At the 2020 census (some information from the 2022 American Community Survey) there were 34,052 people, 15,561 housing units and 15,257 households residing in the CDP. The population density was 6,810.4 inhabitants per square mile (2,619.4/km^{2}). The average housing unit density was 3,112.2 per square mile (1,197.0/km^{2}). The racial makeup of the CDP was 45.63% White, 10.70% African American, 0.21% Native American, 29.19% Asian, 0.08% Pacific Islander, 3.48% from other races, and 10.72% from two or more races.
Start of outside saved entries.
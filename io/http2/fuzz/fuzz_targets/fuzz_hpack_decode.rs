#![no_main]

use http2::{HpackDecoder, HpackEncoder};
use libfuzzer_sys::fuzz_target;

fuzz_target!(|data: &[u8]| {
    let mut decoder = HpackDecoder::new();

    let Ok(headers) = decoder.decode(data) else {
        return;
    };

    // whatever decodes must survive a fresh encode/decode unchanged
    let mut encoded = Vec::new();
    HpackEncoder::new().encode(&headers, &mut encoded);
    let decoded = HpackDecoder::new()
        .decode(&encoded)
        .expect("re-encoded block must decode");
    assert_eq!(headers, decoded, "roundtrip mismatch");
});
Hispanic or Latino of any race was 10.40% of the population.

Of the households, 42.8% were married couple families, 19.5% were a male family householder with no spouse, and 29.9% were a female family householder with no spouse. The average family household had 3.11 people.

The median age was 34.3, 19.3% of people were under the age of 18, and 8.4% were 65 years of age or older. The largest ancestry is the 8.8% who had Irish ancestry, 41.7% spoke a language other than English at home, and 34.8% were born outside the United States, 61.3% of whom were naturalized citizens.

The median income for a household in the CDP was $118,819, and the median income for a family was $148,737. 4.8% of the population were military veterans, and 71.2% had a bachelor's degree or higher. In the CDP 6.4% of the population was below the poverty line, including 3.1% of those under the age of 18 and 5.3% of those aged 65 or over, with 5.1% of the population without health insurance.

Historical population
| Census | Pop. | Note | %± |
| 2010 | 30,223 |  | — |
| 2020 | 34,052 |  | 12.7% |
U.S. Decennial Census 2010 2020

=== 2010 census ===
The population at the 2010 census was 30,223.